### Exercise goal
Every line with the string "DecodingKey" should be copied from the data.

Entries shown below:

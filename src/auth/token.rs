use std::fmt;

use chrono::{DateTime, Duration, Utc};
use jsonwebtoken::errors::ErrorKind;
use jsonwebtoken::{decode, encode, Algorithm, DecodingKey, EncodingKey, Header, Validation};
use serde::{Deserialize, Serialize};
use uuid::Uuid;

use crate::error::AppError;
use crate::models::Principal;

/// Represents the claims encoded within a bearer token.
#[derive(Debug, Serialize, Deserialize, Clone, PartialEq, Eq)]
pub struct Claims {
    /// The principal's id.
    pub sub: Uuid,
    pub username: String,
    /// Issued-at, seconds since epoch.
    pub iat: i64,
    /// Expiry, seconds since epoch. The token is accepted while `now <= exp`.
    pub exp: i64,
}

impl Claims {
    pub fn principal(&self) -> Principal {
        Principal {
            id: self.sub,
            username: self.username.clone(),
        }
    }
}

#[derive(Debug, Clone, Copy, PartialEq, Eq)]
pub enum TokenError {
    Malformed,
    BadSignature,
    Expired,
}

impl fmt::Display for TokenError {
    fn fmt(&self, f: &mut fmt::Formatter) -> fmt::Result {
        match self {
            TokenError::Malformed => write!(f, "malformed token"),
            TokenError::BadSignature => write!(f, "bad token signature"),
            TokenError::Expired => write!(f, "token expired"),
        }
    }
}

impl std::error::Error for TokenError {}

impl From<TokenError> for AppError {
    fn from(_: TokenError) -> AppError {
        AppError::Unauthorized("Unauthorized".into())
    }
}

#[derive(Debug, Clone, PartialEq, Eq, Serialize)]
pub struct IssuedToken {
    pub token: String,
    pub expires_at: DateTime<Utc>,
}

/// Issues and verifies HS256-signed, self-contained bearer tokens.
pub struct TokenAuthenticator {
    encoding_key: EncodingKey,
    decoding_key: DecodingKey,
    validation: Validation,
    ttl: Duration,
}

impl TokenAuthenticator {
    pub fn new(secret: &str, ttl: Duration) -> Self {
        let mut validation = Validation::new(Algorithm::HS256);
        // Expiry is checked against an explicit clock in `verify_at`.
        validation.validate_exp = false;
        validation.leeway = 0;
        Self {
            encoding_key: EncodingKey::from_secret(secret.as_bytes()),
            decoding_key: DecodingKey::from_secret(secret.as_bytes()),
            validation,
            ttl,
        }
    }

    pub fn issue(&self, principal: &Principal) -> Result<IssuedToken, AppError> {
        self.issue_at(principal, Utc::now())
    }

    pub fn issue_at(
        &self,
        principal: &Principal,
        now: DateTime<Utc>,
    ) -> Result<IssuedToken, AppError> {
        // `exp` has whole-second resolution, so the reported expiry is truncated to match it.
        let expires_at = now
            .checked_add_signed(self.ttl)
            .and_then(|at| DateTime::from_timestamp(at.timestamp(), 0))
            .ok_or_else(|| AppError::InternalServerError("Token expiry out of range".into()))?;
        let claims = Claims {
            sub: principal.id,
            username: principal.username.clone(),
            iat: now.timestamp(),
            exp: expires_at.timestamp(),
        };
        let token = encode(&Header::new(Algorithm::HS256), &claims, &self.encoding_key)
            .map_err(|e| AppError::InternalServerError(format!("Failed to generate token: {}", e)))?;
        Ok(IssuedToken { token, expires_at })
    }

    pub fn verify(&self, token: &str) -> Result<Principal, TokenError> {
        self.verify_at(token, Utc::now())
    }

    pub fn verify_at(&self, token: &str, now: DateTime<Utc>) -> Result<Principal, TokenError> {
        let claims = decode::<Claims>(token, &self.decoding_key, &self.validation)
            .map(|data| data.claims)
            .map_err(|e| match e.kind() {
                ErrorKind::InvalidSignature => TokenError::BadSignature,
                _ => TokenError::Malformed,
            })?;
        let expires_at = DateTime::from_timestamp(claims.exp, 0).ok_or(TokenError::Malformed)?;
        if now > expires_at {
            return Err(TokenError::Expired);
        }
        Ok(claims.principal())
    }
}
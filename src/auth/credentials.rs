//! Username/password verification.
//!
//! An unknown username and a wrong password are indistinguishable to the caller:
//! both map to the same `401 Invalid credentials`, and an unknown username still
//! pays for a full bcrypt comparison against a dummy hash.

use std::fmt;
use std::sync::Arc;

use crate::auth::password::{hash_password, hash_password_blocking, verify_password_blocking};
use crate::error::AppError;
use crate::models::{CredentialRecord, Principal};
use crate::store::CredentialStore;

const DUMMY_PASSWORD: &str = "neotask-dummy-password";

#[derive(Debug, Clone, PartialEq, Eq)]
pub enum CredentialError {
    NotFound,
    Mismatch,
    Store(AppError),
}

impl fmt::Display for CredentialError {
    fn fmt(&self, f: &mut fmt::Formatter) -> fmt::Result {
        match self {
            CredentialError::NotFound => write!(f, "no such user"),
            CredentialError::Mismatch => write!(f, "password mismatch"),
            CredentialError::Store(e) => write!(f, "{}", e),
        }
    }
}

impl std::error::Error for CredentialError {}

impl From<CredentialError> for AppError {
    fn from(error: CredentialError) -> AppError {
        match error {
            CredentialError::NotFound | CredentialError::Mismatch => {
                AppError::Unauthorized("Invalid credentials".into())
            }
            CredentialError::Store(e) => e,
        }
    }
}

pub struct CredentialVerifier {
    store: Arc<dyn CredentialStore>,
    cost: u32,
    dummy_hash: String,
}

impl CredentialVerifier {
    pub fn new(store: Arc<dyn CredentialStore>, cost: u32) -> Result<Self, AppError> {
        Ok(Self {
            store,
            cost,
            dummy_hash: hash_password(DUMMY_PASSWORD, cost)?,
        })
    }

    pub async fn verify(&self, username: &str, password: &str) -> Result<Principal, CredentialError> {
        let record = self
            .store
            .find_by_username(username)
            .await
            .map_err(CredentialError::Store)?;

        let hash = record
            .as_ref()
            .map_or_else(|| self.dummy_hash.clone(), |r| r.password_hash.clone());
        let matches = verify_password_blocking(password.to_string(), hash)
            .await
            .map_err(CredentialError::Store)?;

        match record {
            None => {
                log::debug!("login rejected: unknown user");
                Err(CredentialError::NotFound)
            }
            Some(_) if !matches => {
                log::debug!("login rejected: password mismatch for {}", username);
                Err(CredentialError::Mismatch)
            }
            Some(record) => Ok(record.principal()),
        }
    }

    /// Registers a new account. Fails with [`AppError::Conflict`] if the username is taken.
    pub async fn create(&self, username: &str, password: &str) -> Result<Principal, AppError> {
        let password_hash = hash_password_blocking(password.to_string(), self.cost).await?;
        let record = CredentialRecord::new(username.to_string(), password_hash);
        let principal = record.principal();
        self.store.insert(record).await?;
        log::info!("created account {} ({})", principal.username, principal.id);
        Ok(principal)
    }
}

#[cfg(test)]
mod tests {
    use super::*;
    use crate::store::memory::InMemoryCredentialStore;

    fn verifier() -> CredentialVerifier {
        CredentialVerifier::new(Arc::new(InMemoryCredentialStore::new()), 4).unwrap()
    }

    #[actix_rt::test]
    async fn test_create_then_verify() {
        let verifier = verifier();
        let created = verifier.create("alice", "s3cret").await.unwrap();
        let verified = verifier.verify("alice", "s3cret").await.unwrap();
        assert_eq!(created, verified);
    }

    #[actix_rt::test]
    async fn test_wrong_password_and_unknown_user_look_the_same() {
        let verifier = verifier();
        verifier.create("alice", "s3cret").await.unwrap();

        let mismatch = verifier.verify("alice", "wrong").await.unwrap_err();
        let missing = verifier.verify("bob", "s3cret").await.unwrap_err();
        assert_eq!(mismatch, CredentialError::Mismatch);
        assert_eq!(missing, CredentialError::NotFound);
        assert_eq!(AppError::from(mismatch), AppError::from(missing));
    }

    #[actix_rt::test]
    async fn test_duplicate_username_conflicts() {
        let verifier = verifier();
        verifier.create("alice", "one").await.unwrap();
        let err = verifier.create("alice", "two").await.unwrap_err();
        assert!(matches!(err, AppError::Conflict(_)));

        // The original password still works.
        assert!(verifier.verify("alice", "one").await.is_ok());
    }

    #[actix_rt::test]
    async fn test_usernames_are_case_sensitive() {
        let verifier = verifier();
        verifier.create("alice", "pw").await.unwrap();
        assert_eq!(
            verifier.verify("Alice", "pw").await.unwrap_err(),
            CredentialError::NotFound
        );
    }
}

End of Entries shown.

### Answer to the exercise
use jsonwebtoken::{decode, encode, Algorithm, DecodingKey, EncodingKey, Header, Validation};
    decoding_key: DecodingKey,
            decoding_key: DecodingKey::from_secret(secret.as_bytes()),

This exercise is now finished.